The best remains behind; in vain Joy she may give and take again, Joy she may take and leave us pain, If yet she leave behind The constant mind To meet all fortunes nobly, to endure All things with a good heart, and still be pure, Still to be foremost in the foremost cause, And still be worthy of the love that was. Love coming is omnipotent indeed, But not Love going. Let her go. The seed Springs in the favouring Summer air, and grows, And waxes strong; and when the Summer goes, Remains, a perfect tree.

Joy she may give and take again, Joy she may take and leave us pain. O Love, and what care we? For one thing thou hast given, O Love, one thing Is ours that nothing can remove; And as the King discrowned is still a King, The unhappy lover still preserves his love.


I DO not fear to own me kin To the glad clods in which spring flowers begin; Or to my brothers, the great trees, That speak with pleasant voices in the breeze, Loud talkers with the winds that pass; Or to my sister, the deep grass.

Of such I am, of such my body is, That thrills to reach its lips to kiss. That gives and takes with wind and sun and rain And feels keen pleasure to the point of pain.

Of such are these, The brotherhood of stalwart trees, The humble family of flowers, That make a light of shadowy bowers Or star the edges of the bent: They give and take sweet colour and sweet scent; They joy to shed themselves abroad; And tree and flower and grass and sod Thrill and leap and live and sing With silent voices in the Spring.
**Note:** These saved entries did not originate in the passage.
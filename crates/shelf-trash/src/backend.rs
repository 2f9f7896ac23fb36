//! How entries reach the trash.

use std::path::Path;
use std::process::Command;

use tracing::debug;

use crate::error::{Result, TrashError};

/// Strategy used to send entries to the trash.
#[derive(Debug, Clone, Copy, Default, PartialEq, Eq)]
pub enum TrashBackend {
    /// Write the trash layout directly.
    #[default]
    Direct,
    /// Ask the host to trash the entry; used inside a sandbox whose
    /// filesystem view hides the real trash directories.
    HostProxy,
}

impl TrashBackend {
    /// Backend appropriate for the sandbox flag.
    pub fn for_sandbox(sandboxed: bool) -> Self {
        if sandboxed { Self::HostProxy } else { Self::Direct }
    }
}

/// Trash `path` through the host's `gio trash`.
pub(crate) fn host_trash(path: &Path) -> Result<()> {
    debug!(path = %path.display(), "trashing through host");
    let output = Command::new("flatpak-spawn")
        .args(["--host", "gio", "trash"])
        .arg(path)
        .output()
        .map_err(|e| TrashError::Proxy {
            path: path.to_path_buf(),
            message: e.to_string(),
        })?;

    if output.status.success() {
        Ok(())
    } else {
        let stderr = String::from_utf8_lossy(&output.stderr).trim().to_string();
        Err(TrashError::Proxy {
            path: path.to_path_buf(),
            message: if stderr.is_empty() {
                output.status.to_string()
            } else {
                stderr
            },
        })
    }
}
//! Engine configuration types.

use std::path::PathBuf;

use derive_builder::Builder;
use serde::{Deserialize, Serialize};

/// Smallest block the adaptive copy loop will transfer between syncs.
pub const DEFAULT_MIN_BLOCK_SIZE: usize = 1024 * 1024;

/// Number of directory entries emitted per enumeration step.
pub const DEFAULT_BATCH_SIZE: usize = 75;

/// Configuration shared by every engine operation.
#[derive(Debug, Clone, Builder, Serialize, Deserialize)]
#[builder(setter(into), build_fn(validate = "Self::validate"))]
pub struct EngineConfig {
    /// Starting (and minimum) block size of the adaptive copy loop.
    #[builder(default = "DEFAULT_MIN_BLOCK_SIZE")]
    #[serde(default = "default_min_block_size")]
    pub min_block_size: usize,

    /// Entries per directory enumeration batch.
    #[builder(default = "DEFAULT_BATCH_SIZE")]
    #[serde(default = "default_batch_size")]
    pub batch_size: usize,

    /// Include dotfiles when enumerating directories.
    #[builder(default = "false")]
    #[serde(default)]
    pub show_hidden: bool,

    /// Explicit home trash location (None = resolve from the environment).
    #[builder(default)]
    #[serde(default)]
    pub home_trash: Option<PathBuf>,

    /// Running inside a sandbox where trashing must go through the host.
    #[builder(default = "false")]
    #[serde(default)]
    pub sandboxed: bool,

    /// Sync the destination directory after each top-level entry.
    #[builder(default = "true")]
    #[serde(default = "default_true")]
    pub sync_directories: bool,
}

fn default_true() -> bool {
    true
}

fn default_min_block_size() -> usize {
    DEFAULT_MIN_BLOCK_SIZE
}

fn default_batch_size() -> usize {
    DEFAULT_BATCH_SIZE
}

impl EngineConfigBuilder {
    fn validate(&self) -> Result<(), String> {
        if self.min_block_size == Some(0) {
            return Err("Block size must be greater than zero".to_string());
        }
        if self.batch_size == Some(0) {
            return Err("Batch size must be greater than zero".to_string());
        }
        Ok(())
    }
}

impl EngineConfig {
    /// Create a new engine config builder.
    pub fn builder() -> EngineConfigBuilder {
        EngineConfigBuilder::default()
    }

    /// Config with the sandbox flag detected from the running environment.
    pub fn detect() -> Self {
        Self {
            sandboxed: is_sandboxed(),
            ..Self::default()
        }
    }

    /// Check if a directory entry should be skipped as hidden.
    pub fn should_skip_hidden(&self, name: &str) -> bool {
        !self.show_hidden && name.starts_with('.')
    }
}

impl Default for EngineConfig {
    fn default() -> Self {
        Self {
            min_block_size: DEFAULT_MIN_BLOCK_SIZE,
            batch_size: DEFAULT_BATCH_SIZE,
            show_hidden: false,
            home_trash: None,
            sandboxed: false,
            sync_directories: true,
        }
    }
}

/// Whether the process runs inside a flatpak sandbox.
pub fn is_sandboxed() -> bool {
    std::path::Path::new("/.flatpak-info").exists()
}

#[cfg(test)]
mod tests {
    use super::*;

    #[test]
    fn test_config_builder() {
        let config = EngineConfig::builder()
            .min_block_size(4096usize)
            .batch_size(10usize)
            .show_hidden(true)
            .build()
            .unwrap();

        assert_eq!(config.min_block_size, 4096);
        assert_eq!(config.batch_size, 10);
        assert!(config.show_hidden);
        assert!(config.sync_directories);
        assert!(config.home_trash.is_none());
    }

    #[test]
    fn test_config_rejects_zero_sizes() {
        assert!(EngineConfig::builder().min_block_size(0usize).build().is_err());
        assert!(EngineConfig::builder().batch_size(0usize).build().is_err());
    }

    #[test]
    fn test_should_skip_hidden() {
        let mut config = EngineConfig::default();

        assert!(config.should_skip_hidden(".git"));
        assert!(!config.should_skip_hidden("src"));

        config.show_hidden = true;
        assert!(!config.should_skip_hidden(".git"));
    }

    #[test]
    fn test_config_deserializes_with_defaults() {
        let config: EngineConfig = serde_json::from_str(r#"{"show_hidden": true}"#).unwrap();
        assert!(config.show_hidden);
        assert_eq!(config.batch_size, DEFAULT_BATCH_SIZE);
        assert_eq!(config.min_block_size, DEFAULT_MIN_BLOCK_SIZE);
        assert!(config.sync_directories);
    }
}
Hence I not fear to yield my breath, Since all is still unchanged by death; Since in some pleasant valley I may be, Clod beside clod, or tree by tree, Long ages hence, with her I love this hour; And feel a lively joy to share With her the sun and rain and air, To taste her quiet neighbourhood As the dumb things of field and wood, The clod, the tree, and starry flower, Alone of all things have the power.


I AM like one that for long days had sate, With seaward eyes set keen against the gale, On some lone foreland, watching sail by sail, The portbound ships for one ship that was late; And sail by sail, his heart burned up with joy, And cruelly was quenched, until at last One ship, the looked-for pennant at its mast, Bore gaily, and dropt safely past the buoy; And lo! the loved one was not there - was dead. Then would he watch no more; no more the sea With myriad vessels, sail by sail, perplex His eyes and mock his longing. Weary head, Take now thy rest; eyes, close; for no more me Shall hopes untried elate, or ruined vex.

For thus on love I waited; thus for love Strained all my senses eagerly and long; Thus for her coming ever trimmed my song; Till in the far skies coloured as a dove, A bird gold-coloured flickered far and fled Over the pathless waterwaste for me; And with spread hands I watched the bright bird flee And waited, till before me she dropped dead. O golden bird in these dove-coloured skies How long I sought, how long with wearied eyes I sought, O bird, the promise of thy flight! And now the morn has dawned, the morn has died, The day has come and gone; and once more night About my lone life settles, wild and wide.


HERE in the quiet eve My thankful eyes receive The quiet light. I see the trees stand fair Against the faded air, And star by star prepare The perfect night.

And in my bosom, lo! Content and quiet grow Toward perfect peace. And now when day is done, Brief day of wind and sun, The pure stars, one by one, Their troop increase.

Keen pleasure and keen grief Give place to great relief: Farewell my tears! Still sounds toward me float; I hear the bird's small note, Sheep from the far sheepcote, And lowing steers.

For lo! the war is done, Lo, now the battle won, The trumpets still. The shepherd's slender strain, The country sounds again Awake in wood and plain, On haugh and hill.

Loud wars and loud loves cease. I welcome my release; And hail once more Free foot and way world-wide. And oft at eventide Light love to talk beside The hostel door.